There are only a handful of people in Valdez who call Ryan McCune by either his first or last name. Everyone else calls him Rydor. His friend Donny Mills, another Valdez native and one of the best snowboarders ever to ride the Chugach, says of the nickname, “He had so many girlfriends that it just stuck.”

My first night in town, Rydor invited me for a beer at his house on 19 Mile, halfway up Thompson Pass. He built it outside the city limits to avoid paying the high local property taxes. It has plywood floors and no running water. His closet is jammed with 19 snowboards—all of them handmade by Mills, most emblazoned with Rydor.com stickers, the site where his proposed resort is explained in great detail. Rydor’s well-known acrylic paintings are scattered about the place, including a current work on an easel. They’re all of big Chugach peaks, full of rich colors. A sticker on his wall reads: When Hell Freezes Over, I’ll Ride There Too!

He and Donny are deep into a Foster’s 12-pack. They have dirt under their nails. Donny’s truck windshield is spiderwebbed from hitting a moose a few nights prior. Rydor rolls a cigarette, then begins the nutshell version of his life story.

He learned to board when he was 10 from Tim Windell, who founded Windells action sports camps. His father and stepmother skied as much as they could, and so did he. He doesn’t keep track, but he estimates he’s always gotten between 100 and 150 days a season.

His parents launched the World Extreme Skiing Championships in the early 1990s and ran the event for years. Rydor was extremely close to his father, which is why so much changed on September 17, 1996. John McCune and a friend were sheep hunting on the Hawkins Glacier near McCarthy, Alaska, when their plane crashed, killing them both.

“John’s death affected Ryan hugely,” says Karen Stewart, Rydor’s stepmother, who still plays a large role in his life. “I don’t think he ever got over that. Part of the reason he wants to build this ski resort is because of his dad.”

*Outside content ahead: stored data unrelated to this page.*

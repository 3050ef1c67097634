//! Distinguished name handling.
//!
//! Only the parts of RFC 4514 needed to walk a tree are implemented: splitting
//! a name into its relative components while honouring escapes, composing new
//! names, and comparing names the way Active Directory does (whitespace
//! around separators and the case of attribute types and values do not
//! matter).

/// Split a distinguished name into its relative components, leaf first.
/// Empty components are dropped and each component is trimmed, keeping
/// escaped whitespace such as the trailing space of `CN=a\ `.
#[must_use]
pub fn components(dn: &str) -> Vec<&str> {
	let mut parts = Vec::new();
	let mut start = 0;
	let mut escaped = false;
	let mut quoted = false;
	for (i, c) in dn.char_indices() {
		match c {
			_ if escaped => escaped = false,
			'\\' => escaped = true,
			'"' => quoted = !quoted,
			',' | ';' if !quoted => {
				parts.push(&dn[start..i]);
				start = i + 1;
			}
			_ => {}
		}
	}
	parts.push(&dn[start..]);
	parts.into_iter().map(trim_unescaped).filter(|part| !part.is_empty()).collect()
}

/// Trim surrounding whitespace, except for a trailing whitespace character
/// preceded by an odd number of backslashes.
fn trim_unescaped(part: &str) -> &str {
	let part = part.trim_start();
	let trimmed = part.trim_end();
	let backslashes = trimmed.bytes().rev().take_while(|b| *b == b'\\').count();
	if backslashes % 2 == 0 {
		return trimmed;
	}
	let escaped = part[trimmed.len()..].chars().next().map_or(0, char::len_utf8);
	&part[..trimmed.len() + escaped]
}

/// The leaf component, e.g. `CN=jsmith` for `CN=jsmith,OU=IT,DC=example`.
#[must_use]
pub fn rdn(dn: &str) -> Option<&str> {
	components(dn).into_iter().next()
}

/// The name of the containing entry, or `None` for a single component name.
#[must_use]
pub fn parent(dn: &str) -> Option<String> {
	let parts = components(dn);
	if parts.len() < 2 {
		return None;
	}
	Some(join(parts[1..].iter().copied()))
}

/// Rewrite a name in canonical form: components trimmed, whitespace around
/// `=` removed and attribute types upper-cased. Values are kept verbatim.
#[must_use]
pub fn normalize(dn: &str) -> String {
	join(components(dn).into_iter())
}

/// Compare two names without regard to case or formatting.
#[must_use]
pub fn same(a: &str, b: &str) -> bool {
	normalize(a).eq_ignore_ascii_case(&normalize(b))
}

/// Whether `dn` is `ancestor` or lies somewhere beneath it.
#[must_use]
pub fn is_within(dn: &str, ancestor: &str) -> bool {
	let dn = normalize(dn).to_ascii_lowercase();
	let ancestor = normalize(ancestor).to_ascii_lowercase();
	dn == ancestor || dn.ends_with(&format!(",{ancestor}"))
}

/// Rewrite a name that lies within `old` so it lies within `new` instead,
/// as happens to every entry of a subtree when its root is moved.
#[must_use]
pub fn rebase(dn: &str, old: &str, new: &str) -> Option<String> {
	if !is_within(dn, old) {
		return None;
	}
	let dn = normalize(dn);
	let old = normalize(old);
	let new = normalize(new);
	let prefix = &dn[..dn.len() - old.len()];
	Some(format!("{prefix}{new}"))
}

/// Qualify a caller supplied path against the base of the tree: paths that do
/// not already end in the base get it appended, an empty path means the base.
#[must_use]
pub fn qualify(path: &str, base: &str) -> String {
	let path = normalize(path);
	let base = normalize(base);
	if path.is_empty() {
		return base;
	}
	if is_within(&path, &base) {
		path
	} else {
		format!("{path},{base}")
	}
}

/// Compose a child name from the naming attribute type, its raw value and the
/// parent name. The value is escaped.
#[must_use]
pub fn child(attr: &str, value: &str, parent: &str) -> String {
	format!("{}={},{}", attr.to_ascii_uppercase(), ldap3::dn_escape(value), normalize(parent))
}

/// The DNS domain named by the `DC` components of a name, e.g. `example.com`
/// for `OU=IT,DC=example,DC=com`.
#[must_use]
pub fn domain(dn: &str) -> Option<String> {
	let labels: Vec<&str> = components(dn)
		.into_iter()
		.filter_map(split_component)
		.filter(|(attr, _)| attr.eq_ignore_ascii_case("dc"))
		.map(|(_, value)| value)
		.collect();
	if labels.is_empty() {
		None
	} else {
		Some(labels.join("."))
	}
}

/// Split `TYPE=value` into its two halves.
fn split_component(component: &str) -> Option<(&str, &str)> {
	let (attr, value) = component.split_once('=')?;
	Some((attr.trim(), trim_unescaped(value)))
}

/// Join components in canonical form.
fn join<'a>(parts: impl Iterator<Item = &'a str>) -> String {
	parts
		.map(|part| match split_component(part) {
			Some((attr, value)) => format!("{}={}", attr.to_ascii_uppercase(), value),
			None => part.to_owned(),
		})
		.collect::<Vec<_>>()
		.join(",")
}

#[cfg(test)]
mod tests {
	use super::*;

	#[test]
	fn splits_on_unescaped_commas() {
		assert_eq!(
			components(r"CN=Smith\, John,OU=IT , DC=example,DC=com"),
			[r"CN=Smith\, John", "OU=IT", "DC=example", "DC=com"]
		);
		assert_eq!(components(r#"CN="a,b",DC=x"#), [r#"CN="a,b""#, "DC=x"]);
		assert!(components("").is_empty());
	}

	#[test]
	fn escaped_trailing_spaces_are_kept() {
		assert_eq!(components(r"CN=a\ ,OU=IT"), [r"CN=a\ ", "OU=IT"]);
		assert_eq!(components(r"CN=a\  , OU=IT "), [r"CN=a\ ", "OU=IT"]);
		assert_eq!(components(r"CN=a\\ ,OU=IT"), [r"CN=a\\", "OU=IT"]);
		assert_eq!(normalize(r"cn = a\ , ou=IT"), r"CN=a\ ,OU=IT");
		assert_eq!(parent(r"CN=a\ ,OU=IT").as_deref(), Some("OU=IT"));
		assert!(!same(r"CN=a\ ,OU=IT", "CN=a,OU=IT"));
	}

	#[test]
	fn parent_and_rdn() {
		let dn = "cn=jsmith, ou=IT,dc=example,dc=com";
		assert_eq!(rdn(dn), Some("cn=jsmith"));
		assert_eq!(parent(dn).as_deref(), Some("OU=IT,DC=example,DC=com"));
		assert_eq!(parent("DC=com"), None);
	}

	#[test]
	fn qualifies_relative_paths() {
		let base = "DC=example,DC=com";
		assert_eq!(qualify("OU=IT", base), "OU=IT,DC=example,DC=com");
		assert_eq!(qualify("ou=IT,dc=Example,dc=com", base), "OU=IT,DC=Example,DC=com");
		assert_eq!(qualify("", base), base);
	}

	#[test]
	fn ancestry() {
		assert!(is_within("OU=Dev,OU=IT,DC=x", "ou=it,dc=x"));
		assert!(is_within("OU=IT,DC=x", "OU=IT,DC=x"));
		assert!(!is_within("OU=NotIT,DC=x", "OU=IT,DC=x"));
		assert!(same("ou=IT , dc=x", "OU=it,DC=X"));
	}

	#[test]
	fn rebases_subtrees() {
		assert_eq!(
			rebase("CN=a,OU=IT,DC=x", "ou=it,dc=x", "OU=IT,OU=Dev,DC=x").as_deref(),
			Some("CN=a,OU=IT,OU=Dev,DC=x")
		);
		assert_eq!(
			rebase("OU=IT,DC=x", "OU=IT,DC=x", "OU=Ops,DC=x").as_deref(),
			Some("OU=Ops,DC=x")
		);
		assert_eq!(rebase("CN=a,OU=HR,DC=x", "OU=IT,DC=x", "OU=Ops,DC=x"), None);
	}

	#[test]
	fn composes_escaped_children() {
		let dn = child("cn", "Smith, John", "ou=IT,dc=x");
		assert!(dn.starts_with(r"CN=Smith\"));
		assert_eq!(components(&dn).len(), 3, "The comma in the value must be escaped");
		assert_eq!(parent(&dn).as_deref(), Some("OU=IT,DC=x"));
		assert_eq!(domain("OU=IT,DC=example,DC=com").as_deref(), Some("example.com"));
		assert_eq!(domain("OU=IT"), None);
	}
}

It’s easy to see why Rydor is loved around town—why he’s “everybody’s bro,” honest, reliable, the kind of local you want taking you into the burly Chugach, as high school football coach and longtime skier Steve Radotich says. Three springs ago, he swung down a cliff on the Berlin Wall, unharnessed, to rescue a friend’s puppy, which had gotten stranded halfway up the 4,000-foot mountain. “Anyone could have done it,” Rydor says. Later that summer, with zero fanfare, he won the big-mountain competition at the World Heli Challenge in New Zealand.

Rydor claims he has invested $300,000 into his Chugach Mountain Recreation Center project, not including time. After depleting his life savings, he borrowed from his stepmother to purchase 100 acres from the city for $150,000 in early 2007. He has met with state and federal land managers, in addition to the city government; he even rented a booth at the SIA trade show one year, trying to market his project. Still, progress has been excruciatingly slow because he doesn’t have financial backing for the lift.

Given that, I ask if, at the end of each day, he still feels the resort will happen. “Oh, it’s going to happen,” he says, dead serious. “It has to happen. This town is swirling around the bowl. It’s just a matter of when and how, and how much control I’ll have to give up.”